The answer is every line in the data below that contains the word "index".

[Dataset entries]
------------------------------------------------------------------------

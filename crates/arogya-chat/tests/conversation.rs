//! End-to-end conversation tests.
//!
//! Drive a session the way the terminal host does: load a table, build a
//! session from config, submit text, switch language and tear down.

use std::io::Write;
use std::sync::Arc;
use std::time::Duration;

use arogya_chat::{
    topics, ConversationSession, Navigator, ResponseResolver, ResponseTable, TopicId, TopicKey,
    View,
};
use arogya_core::config::{ArogyaConfig, ChatConfig};
use arogya_core::events::SessionEvent;
use arogya_core::types::Language;
use arogya_speech::{RecordingSpeaker, ScriptedRecognizer, SpeechError, SpeechInput};

// =============================================================================
// Helpers
// =============================================================================

fn custom_table_toml() -> String {
    let mut text = String::new();
    for (code, prefix) in [("en", "EN"), ("hi", "HI")] {
        text.push_str(&format!("[{}]\n", code));
        for key in TopicKey::ALL {
            text.push_str(&format!("{} = \"{} {}\"\n", key, prefix, key));
        }
        text.push('\n');
    }
    text
}

fn session_with(config: ChatConfig) -> ConversationSession {
    ConversationSession::builder(ResponseResolver::default())
        .config(config)
        .build()
}

// =============================================================================
// Conversation flow
// =============================================================================

#[tokio::test(start_paused = true)]
async fn test_full_conversation_with_custom_table() {
    let mut file = tempfile::NamedTempFile::new().unwrap();
    file.write_all(custom_table_toml().as_bytes()).unwrap();
    let table = ResponseTable::load(file.path()).unwrap();

    let speaker = Arc::new(RecordingSpeaker::new());
    let session = ConversationSession::builder(ResponseResolver::new(table))
        .language(Language::English)
        .config(ArogyaConfig::default().chat)
        .playback(speaker.clone(), 0.8)
        .build();
    assert_eq!(session.messages()[0].text, "EN greeting");

    let reply = session.submit("Why is vaccination important?").unwrap();
    assert!(session.is_pending());
    let reply = reply.wait().await.unwrap();
    assert_eq!(reply.text, "EN vaccination_schedule");

    session.set_language_code("hi").unwrap();
    let reply = session.submit("मुझे बुखार है").unwrap().wait().await.unwrap();
    assert_eq!(reply.text, "HI default");
    assert_eq!(reply.language, Some(Language::Hindi));

    let texts: Vec<String> = session.messages().into_iter().map(|m| m.text).collect();
    assert_eq!(
        texts,
        vec![
            "EN greeting",
            "Why is vaccination important?",
            "EN vaccination_schedule",
            "मुझे बुखार है",
            "HI default",
        ]
    );

    let spoken: Vec<String> = speaker.spoken().into_iter().map(|u| u.text).collect();
    assert_eq!(spoken, vec!["EN vaccination_schedule", "HI default"]);

    session.close();
    assert_eq!(speaker.cancel_count(), 1);
}

#[tokio::test(start_paused = true)]
async fn test_blank_input_never_schedules_a_reply() {
    let session = session_with(ChatConfig {
        greeting: false,
        ..ChatConfig::default()
    });
    let mut rx = session.subscribe();
    for input in ["", " ", "\t\n"] {
        assert!(session.submit(input).is_none());
    }
    tokio::time::sleep(Duration::from_secs(10)).await;
    assert!(session.is_empty());
    assert!(rx.try_recv().is_err());
}

#[tokio::test(start_paused = true)]
async fn test_every_vaccination_trigger_in_any_language() {
    let session = session_with(ChatConfig {
        reply_delay_ms: 10,
        greeting: false,
        ..ChatConfig::default()
    });
    let table = ResponseTable::builtin();
    for language in Language::SUPPORTED {
        session.set_language(language);
        for utterance in ["vaccination please", "Vaccine?", "टीका"] {
            let reply = session.submit(utterance).unwrap().wait().await.unwrap();
            assert_eq!(
                reply.text,
                table.get(language, TopicKey::VaccinationSchedule),
                "{:?} in {}",
                utterance,
                language
            );
        }
    }
}

#[tokio::test(start_paused = true)]
async fn test_close_in_pending_window_prevents_append() {
    let session = session_with(ChatConfig::default());
    let mut rx = session.subscribe();
    let pending = session.submit("dengue").unwrap();

    tokio::time::sleep(Duration::from_millis(500)).await;
    session.close();
    tokio::time::sleep(Duration::from_secs(2)).await;

    assert!(pending.wait().await.is_none());
    // Greeting and the user message only.
    assert_eq!(session.len(), 2);

    let mut appended = 0;
    let mut closed = false;
    while let Ok(event) = rx.try_recv() {
        match event {
            SessionEvent::MessageAppended { .. } => appended += 1,
            SessionEvent::SessionClosed { message_count, .. } => {
                assert_eq!(message_count, 2);
                closed = true;
            }
            _ => {}
        }
    }
    assert_eq!(appended, 1);
    assert!(closed);
}

// =============================================================================
// Navigation and speech input
// =============================================================================

#[tokio::test(start_paused = true)]
async fn test_topic_selection_does_not_seed_conversation() {
    let session = session_with(ChatConfig::default());
    let before = session.messages();

    let mut nav = Navigator::new();
    for topic in topics(Language::English) {
        nav.select_topic(Language::English, topic.id);
        assert_eq!(nav.view(), View::Chat);
        nav.back();
    }
    nav.select_topic(Language::Hindi, TopicId::Nutrition);

    assert_eq!(session.messages(), before);
    assert!(!session.is_pending());
}

#[tokio::test(start_paused = true)]
async fn test_dictated_text_flows_into_session() {
    let recognizer = ScriptedRecognizer::new();
    recognizer.push_transcript("  डेंगू के लक्षण  ");
    let input = SpeechInput::new(recognizer);

    let session = session_with(ChatConfig {
        greeting: false,
        ..ChatConfig::default()
    });
    session.set_language(Language::Hindi);

    let transcript = input.listen(session.language()).await.unwrap();
    assert_eq!(transcript, "डेंगू के लक्षण");

    let reply = session.submit(&transcript).unwrap().wait().await.unwrap();
    assert_eq!(
        reply.text,
        ResponseTable::builtin().get(Language::Hindi, TopicKey::DengueSymptoms)
    );
}

#[tokio::test]
async fn test_unsupported_speech_input_leaves_typed_input_working() {
    let input = SpeechInput::new(ScriptedRecognizer::unavailable());
    let err = input.listen(Language::English).await.unwrap_err();
    assert_eq!(err, SpeechError::InputUnsupported);
    assert!(err.notice(Language::English).is_some());

    let session = session_with(ChatConfig {
        reply_delay_ms: 0,
        greeting: false,
        ..ChatConfig::default()
    });
    assert!(session.submit("prevent").unwrap().wait().await.is_some());
}
//! Static catalogue of health topics shown on the dashboard.

use std::fmt;
use std::str::FromStr;

use arogya_core::types::Language;

use crate::error::ChatError;

/// Stable identifier of a topic card.
#[derive(Debug, Clone, Copy, PartialEq, Eq, Hash)]
pub enum TopicId {
    Vaccination,
    DiseaseSymptoms,
    PreventiveCare,
    MaternalChild,
    EmergencySigns,
    Nutrition,
}

impl TopicId {
    pub const ALL: [TopicId; 6] = [
        TopicId::Vaccination,
        TopicId::DiseaseSymptoms,
        TopicId::PreventiveCare,
        TopicId::MaternalChild,
        TopicId::EmergencySigns,
        TopicId::Nutrition,
    ];

    pub fn as_str(&self) -> &'static str {
        match self {
            TopicId::Vaccination => "vaccination",
            TopicId::DiseaseSymptoms => "disease-symptoms",
            TopicId::PreventiveCare => "preventive-care",
            TopicId::MaternalChild => "maternal-child",
            TopicId::EmergencySigns => "emergency-signs",
            TopicId::Nutrition => "nutrition",
        }
    }
}

impl fmt::Display for TopicId {
    fn fmt(&self, f: &mut fmt::Formatter<'_>) -> fmt::Result {
        f.write_str(self.as_str())
    }
}

impl FromStr for TopicId {
    type Err = ChatError;

    fn from_str(s: &str) -> Result<Self, Self::Err> {
        let wanted = s.trim().to_lowercase();
        TopicId::ALL
            .into_iter()
            .find(|id| id.as_str() == wanted)
            .ok_or_else(|| ChatError::UnknownTopic(s.to_string()))
    }
}

/// A topic card.
#[derive(Debug, Clone, Copy, PartialEq, Eq)]
pub struct Topic {
    pub id: TopicId,
    pub title: &'static str,
    pub description: &'static str,
    pub category: &'static str,
    pub urgent: bool,
    pub popular: bool,
}

const ENGLISH: [Topic; 6] = [
    Topic {
        id: TopicId::Vaccination,
        title: "Vaccination Schedule",
        description: "Complete immunization schedule for children and adults",
        category: "Prevention",
        urgent: false,
        popular: true,
    },
    Topic {
        id: TopicId::DiseaseSymptoms,
        title: "Disease Symptoms",
        description: "Recognize symptoms of common diseases like dengue, malaria",
        category: "Health Alert",
        urgent: true,
        popular: false,
    },
    Topic {
        id: TopicId::PreventiveCare,
        title: "Preventive Care",
        description: "Daily health habits and seasonal disease prevention",
        category: "Wellness",
        urgent: false,
        popular: false,
    },
    Topic {
        id: TopicId::MaternalChild,
        title: "Mother & Child Health",
        description: "Pregnancy care, newborn health, and nutrition",
        category: "Family Health",
        urgent: false,
        popular: false,
    },
    Topic {
        id: TopicId::EmergencySigns,
        title: "Emergency Warning Signs",
        description: "When to seek immediate medical attention",
        category: "Emergency",
        urgent: true,
        popular: false,
    },
    Topic {
        id: TopicId::Nutrition,
        title: "Nutrition & Diet",
        description: "Healthy eating for disease prevention",
        category: "Wellness",
        urgent: false,
        popular: false,
    },
];

const HINDI: [Topic; 6] = [
    Topic {
        id: TopicId::Vaccination,
        title: "टीकाकरण कार्यक्रम",
        description: "बच्चों और बड़ों के लिए पूरी टीकाकरण तालिका",
        category: "रोकथाम",
        urgent: false,
        popular: true,
    },
    Topic {
        id: TopicId::DiseaseSymptoms,
        title: "बीमारी के लक्षण",
        description: "डेंगू, मलेरिया जैसी आम बीमारियों के लक्षण पहचानें",
        category: "स्वास्थ्य चेतावनी",
        urgent: true,
        popular: false,
    },
    Topic {
        id: TopicId::PreventiveCare,
        title: "बचाव की देखभाल",
        description: "दैनिक स्वास्थ्य आदतें और मौसमी बीमारियों से बचाव",
        category: "कल्याण",
        urgent: false,
        popular: false,
    },
    Topic {
        id: TopicId::MaternalChild,
        title: "मां और बच्चे का स्वास्थ्य",
        description: "गर्भावस्था की देखभाल, नवजात स्वास्थ्य और पोषण",
        category: "पारिवारिक स्वास्थ्य",
        urgent: false,
        popular: false,
    },
    Topic {
        id: TopicId::EmergencySigns,
        title: "आपातकालीन चेतावनी के संकेत",
        description: "कब तुरंत चिकित्सा सहायता लेनी चाहिए",
        category: "आपातकाल",
        urgent: true,
        popular: false,
    },
    Topic {
        id: TopicId::Nutrition,
        title: "पोषण और आहार",
        description: "बीमारी की रोकथाम के लिए स्वस्थ भोजन",
        category: "कल्याण",
        urgent: false,
        popular: false,
    },
];

/// Topic cards for `language` in display order. Languages without
/// translated content get the English cards.
pub fn topics(language: Language) -> &'static [Topic] {
    match language.response_language() {
        Language::Hindi => &HINDI,
        _ => &ENGLISH,
    }
}

pub fn find_topic(language: Language, id: TopicId) -> &'static Topic {
    // Every catalogue holds every id, in `TopicId::ALL` order.
    let index = TopicId::ALL.iter().position(|t| *t == id).unwrap_or(0);
    &topics(language)[index]
}
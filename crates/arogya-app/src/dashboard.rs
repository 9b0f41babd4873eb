//! Localized dashboard and chat chrome for the terminal host.

use std::fmt::Write;

use arogya_chat::{topics, Topic};
use arogya_core::types::{Language, Message};

/// Fixed dashboard copy for one language.
#[derive(Debug, Clone, Copy, PartialEq, Eq)]
pub struct DashboardText {
    pub hero_title: &'static str,
    pub hero_subtitle: &'static str,
    pub start_chat: &'static str,
    pub children_vaccinated: &'static str,
    pub health_centers: &'static str,
    pub awareness_sessions: &'static str,
    pub emergency_helpline: &'static str,
    pub topics_heading: &'static str,
    pub topics_hint: &'static str,
    pub emergency_title: &'static str,
    pub emergency_body: &'static str,
    pub disclaimer: &'static str,
    pub collaboration: &'static str,
    pub popular: &'static str,
    pub urgent: &'static str,
    pub learn_more: &'static str,
    pub back: &'static str,
    pub assistant_title: &'static str,
    pub assistant_subtitle: &'static str,
    pub input_hint: &'static str,
    pub chat_disclaimer: &'static str,
}

const ENGLISH: DashboardText = DashboardText {
    hero_title: "AI Health Assistant",
    hero_subtitle: "Vaccination, disease prevention, and health awareness for rural and \
                    semi-urban communities",
    start_chat: "Start Chat Now",
    children_vaccinated: "Children Vaccinated",
    health_centers: "Health Centers",
    awareness_sessions: "Awareness Sessions",
    emergency_helpline: "Emergency Helpline",
    topics_heading: "Health Topics",
    topics_hint: "Click on any topic to get information",
    emergency_title: "Medical Emergency?",
    emergency_body: "Call 102 immediately or visit the nearest hospital",
    disclaimer: "⚠️ This information is for awareness only. Please consult a doctor for \
                 medical advice.",
    collaboration: "In collaboration with Ministry of Health, Government of India",
    popular: "Popular",
    urgent: "Urgent",
    learn_more: "Learn More",
    back: "Back",
    assistant_title: "Health Assistant",
    assistant_subtitle: "Here to help with your health queries",
    input_hint: "Type your health question...",
    chat_disclaimer: "⚠️ This information is for awareness only. Consult a doctor for \
                      medical advice.",
};

const HINDI: DashboardText = DashboardText {
    hero_title: "स्वास्थ्य सहायक AI",
    hero_subtitle: "ग्रामीण और अर्ध-शहरी क्षेत्रों के लिए टीकाकरण, बीमारी की रोकथाम और स्वास्थ्य \
                    जागरूकता",
    start_chat: "अभी चैट करें",
    children_vaccinated: "टीकाकृत बच्चे",
    health_centers: "स्वास्थ्य केंद्र",
    awareness_sessions: "जागरूकता सत्र",
    emergency_helpline: "आपातकालीन हेल्पलाइन",
    topics_heading: "स्वास्थ्य विषय",
    topics_hint: "जानकारी प्राप्त करने के लिए किसी भी विषय पर क्लिक करें",
    emergency_title: "आपातकालीन स्थिति?",
    emergency_body: "तुरंत 102 पर कॉल करें या नजदीकी अस्पताल जाएं",
    disclaimer: "⚠️ यह जानकारी केवल जागरूकता के लिए है। चिकित्सा सलाह के लिए डॉक्टर से सलाह लें।",
    collaboration: "स्वास्थ्य मंत्रालय, भारत सरकार के सहयोग से",
    popular: "लोकप्रिय",
    urgent: "जरूरी",
    learn_more: "जानें",
    back: "वापस",
    assistant_title: "स्वास्थ्य सहायक",
    assistant_subtitle: "आपकी स्वास्थ्य जानकारी के लिए यहां हूं",
    input_hint: "अपना सवाल लिखें...",
    chat_disclaimer: "⚠️ यह जानकारी केवल जागरूकता के लिए है। चिकित्सा सलाह के लिए डॉक्टर से सलाह \
                      लें।",
};

/// Headline figures shown under the hero.
pub const QUICK_STATS: [&str; 4] = ["2.5M+", "15,000+", "50,000+", "102"];

impl DashboardText {
    /// Copy for `language`; languages without translations get English.
    pub fn for_language(language: Language) -> &'static DashboardText {
        match language.response_language() {
            Language::Hindi => &HINDI,
            _ => &ENGLISH,
        }
    }

    fn stat_labels(&self) -> [&'static str; 4] {
        [
            self.children_vaccinated,
            self.health_centers,
            self.awareness_sessions,
            self.emergency_helpline,
        ]
    }
}

/// One topic card, as shown in the dashboard list.
pub fn render_topic_card(topic: &Topic, text: &DashboardText) -> String {
    let mut out = String::new();
    let mut badges = Vec::new();
    if topic.popular {
        badges.push(text.popular);
    }
    if topic.urgent {
        badges.push(text.urgent);
    }
    let _ = write!(out, "  [{}] {}", topic.id, topic.title);
    if !badges.is_empty() {
        let _ = write!(out, "  ({})", badges.join(", "));
    }
    let _ = write!(
        out,
        "\n      {}\n      {} · {} → /topic {}",
        topic.description, topic.category, text.learn_more, topic.id
    );
    out
}

/// The full dashboard view.
pub fn render_dashboard(language: Language) -> String {
    let text = DashboardText::for_language(language);
    let mut out = String::new();

    let _ = writeln!(out, "=== {} ===", text.hero_title);
    let _ = writeln!(out, "{}", text.hero_subtitle);
    let _ = writeln!(out, "{} → /chat", text.start_chat);
    let _ = writeln!(out);

    for (value, label) in QUICK_STATS.iter().zip(text.stat_labels()) {
        let _ = writeln!(out, "  {:>8}  {}", value, label);
    }
    let _ = writeln!(out);

    let _ = writeln!(out, "--- {} ---", text.topics_heading);
    let _ = writeln!(out, "{}", text.topics_hint);
    for topic in topics(language) {
        let _ = writeln!(out, "{}", render_topic_card(topic, text));
    }
    let _ = writeln!(out);

    let _ = writeln!(out, "!!! {} {}", text.emergency_title, text.emergency_body);
    let _ = writeln!(out);
    let _ = writeln!(out, "{}", text.disclaimer);
    let _ = write!(out, "{}", text.collaboration);
    out
}

/// Header printed when the chat view opens.
pub fn render_chat_header(language: Language) -> String {
    let text = DashboardText::for_language(language);
    format!(
        "=== {} ===\n{}\n({}: /dashboard)\n{}",
        text.assistant_title, text.assistant_subtitle, text.back, text.chat_disclaimer
    )
}

pub fn render_message(message: &Message) -> String {
    let who = if message.is_user { "you" } else { "arogya" };
    let time = message.timestamp.format("%H:%M");
    format!("[{}] {:>6}> {}", time, who, message.text)
}

/// Language list with the current selection marked.
pub fn render_languages(current: Language) -> String {
    Language::ALL
        .iter()
        .map(|l| {
            let marker = if *l == current { '*' } else { ' ' };
            let popular = if l.is_popular() { " ★" } else { "" };
            let limited = if l.is_supported() { "" } else { " (replies in English)" };
            format!(
                "{} {}  {} / {}{}{}",
                marker,
                l.code(),
                l.name(),
                l.native_name(),
                popular,
                limited
            )
        })
        .collect::<Vec<_>>()
        .join("\n")
}
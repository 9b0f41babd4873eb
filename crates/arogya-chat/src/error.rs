//! Error types for the conversational core.

use arogya_core::error::ArogyaError;
use arogya_core::types::Language;

use crate::table::TopicKey;

/// Errors from the chat engine.
#[derive(Debug, thiserror::Error)]
pub enum ChatError {
    #[error("response table entry '{topic}' for language '{language}' is empty")]
    EmptyEntry { language: Language, topic: TopicKey },
    #[error("response table parse error: {0}")]
    TableParse(String),
    #[error("unknown language code: {0}")]
    UnknownLanguage(String),
    #[error("unknown topic: {0}")]
    UnknownTopic(String),
    #[error("session is closed")]
    SessionClosed,
    #[error("I/O error: {0}")]
    Io(#[from] std::io::Error),
}

impl From<toml::de::Error> for ChatError {
    fn from(err: toml::de::Error) -> Self {
        ChatError::TableParse(err.to_string())
    }
}

impl From<ChatError> for ArogyaError {
    fn from(err: ChatError) -> Self {
        match err {
            ChatError::EmptyEntry { .. } | ChatError::TableParse(_) => {
                ArogyaError::ResponseTable(err.to_string())
            }
            ChatError::UnknownLanguage(code) => ArogyaError::UnknownLanguage(code),
            ChatError::Io(e) => ArogyaError::Io(e),
            other => ArogyaError::Chat(other.to_string()),
        }
    }
}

------------------------------------------------------------------------

= Your response =
    let index = TopicId::ALL.iter().position(|t| *t == id).unwrap_or(0);
    &topics(language)[index]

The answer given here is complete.